Ⅳ
Aubes éternelles dans un avril qui sait d'Absence
Eravamo due sconosciuti, e io amavo Nymphe.
L'alba di quel giorno d'aprile non riusciva a dirmi nulla, seppur cercassi di chiederle spiegazioni, mentre camminavo su quella strada deserta e ciottolosa. Si sa che la lontananza è pesante come di un'ancora negli abissi d'un oceano, ma non pensavo fosse così soffocante. In Provenza l'aria sembrava non cambiare più, non da quando quella dolce ragazza dai capelli castani e le ginocchia sbucciate se n'era andata.
Bisogna dire che sapevo la Provenza fosse la terra dell'Amore e non della mancanza, e magari non ce ne rendiamo conto finché non la sentiamo dentro al petto.

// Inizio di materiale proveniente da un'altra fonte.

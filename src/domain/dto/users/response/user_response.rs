//! 사용자/인증 응답 DTO
//!
//! 엔티티에서 변환되며 `password_hash`는 절대 포함하지 않습니다.
//! 시각은 RFC 3339 문자열로 내보냅니다.

use mongodb::bson::DateTime;
use serde::{Deserialize, Serialize};
use crate::domain::entities::users::{ProviderProfile, User, UserType};
use crate::domain::models::token::IssuedToken;

pub(crate) fn to_rfc3339(value: DateTime) -> String {
    value.try_to_rfc3339_string().unwrap_or_default()
}

/// 사용자 정보 응답
#[derive(Debug, Clone, Serialize, Deserialize)]
pub struct UserResponse {
    pub id: String,
    pub email: String,
    pub name: String,
    pub phone: String,
    pub user_type: UserType,
    pub is_active: bool,
    #[serde(skip_serializing_if = "Option::is_none")]
    pub provider_profile: Option<ProviderProfileResponse>,
    pub created_at: String,
    pub updated_at: String,
}

impl From<User> for UserResponse {
    fn from(user: User) -> Self {
        let User {
            id,
            email,
            name,
            phone,
            user_type,
            is_active,
            provider_profile,
            created_at,
            updated_at,
            ..
        } = user;

        let id = id.map(|id| id.to_hex()).unwrap_or_default();

        Self {
            provider_profile: provider_profile
                .map(|profile| ProviderProfileResponse::from_profile(id.clone(), &name, profile)),
            id,
            email,
            name,
            phone,
            user_type,
            is_active,
            created_at: to_rfc3339(created_at),
            updated_at: to_rfc3339(updated_at),
        }
    }
}

/// 서비스 제공자 프로필 응답
#[derive(Debug, Clone, Serialize, Deserialize)]
pub struct ProviderProfileResponse {
    pub user_id: String,
    pub name: String,
    pub description: String,
    pub hourly_rate: f64,
    pub service_radius_km: f64,
    pub is_verified: bool,
    pub latitude: f64,
    pub longitude: f64,
    pub address: String,
    pub services: Vec<String>,
    pub working_hours: String,
    pub updated_at: String,
}

impl ProviderProfileResponse {
    pub fn from_profile(user_id: String, name: &str, profile: ProviderProfile) -> Self {
        Self {
            user_id,
            name: name.to_string(),
            description: profile.description,
            hourly_rate: profile.hourly_rate,
            service_radius_km: profile.service_radius_km,
            is_verified: profile.is_verified,
            latitude: profile.latitude,
            longitude: profile.longitude,
            address: profile.address,
            services: profile.services,
            working_hours: profile.working_hours,
            updated_at: to_rfc3339(profile.updated_at),
        }
    }
}

/// 회원가입/로그인 응답
#[derive(Debug, Clone, Serialize, Deserialize)]
pub struct AuthResponse {
    pub access_token: String,
    pub token_type: String,
    pub expires_in: i64,
    pub user: UserResponse,
}

impl AuthResponse {
    pub fn new(token: IssuedToken, user: User) -> Self {
        Self {
            access_token: token.access_token,
            token_type: token.token_type,
            expires_in: token.expires_in,
            user: UserResponse::from(user),
        }
    }
}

I fiori di quel campo stavano rinascendo, la spiaggia si stava riscaldando e il sidro sembrava più aspro. Bisogna dire che non mi ero mai reso conto di amare a tal punto Nymphe, e l'avevo capito solo quando ormai eravamo due sconosciuti. E, per quanto avessi potuto pensare a come capirlo, probabilmente ormai era troppo tardi. Come la giovinezza aveva deciso di non lasciarci ancora per molto, così avevo deciso di non lasciare il mio amore per Nymphe e i ricordi che me la facevano amare. Bisogna dire che non ricordavo come da sconosciuti fossimo divenuti amanti, e come da amanti fossimo divenuti due sconosciuti; sapevo solo che le camelie non avevano più lo stesso profumo, che avevo chiesto scusa a Dio una sola volta, invano; sapevo ch'ero rimasto solo e il mio cuore non trovava consolazione. Sapevo che le onde del mare si avvertivano meglio, e che non c'era più nessuno a bere vino e fare l'amore sulla spiaggia. Sapevo che non avrei mai saputo davvero come provare quella sorta di perdita. Sapevo che Dio, un giorno, e forse, mi avrebbe perdonato; ma non mi sarebbe importato più, tanto il mio amore era grande per Nymphe.
Nymphe, che il suo sorriso alleviava la forza del vento e la sua fragilità rompeva le correnti del mare; Nymphe, che aveva rovesciato il mio mondo col suo amore, e che lo aveva lasciato così, seppur andata via. Bisogna dire che imparavo a riconoscere i fiori e a contare le onde che toccavano la riva, ma non avrei mai potuto imparare a diffidare d'ogni cosa; perché, se lo avessi fatto, avrebbe significato che avrei dovuto diffidare di Nymphe e del suo amore, e non avrei mai potuto. Come avrei potuto impararlo? Troppo crogiolato nel rimpianto e nel dolore, nella speranza di scorgere ancora, un'ultima volta, il suo sorriso di bimba e le ginocchia rosse come il sangue – rosse come l'Amore.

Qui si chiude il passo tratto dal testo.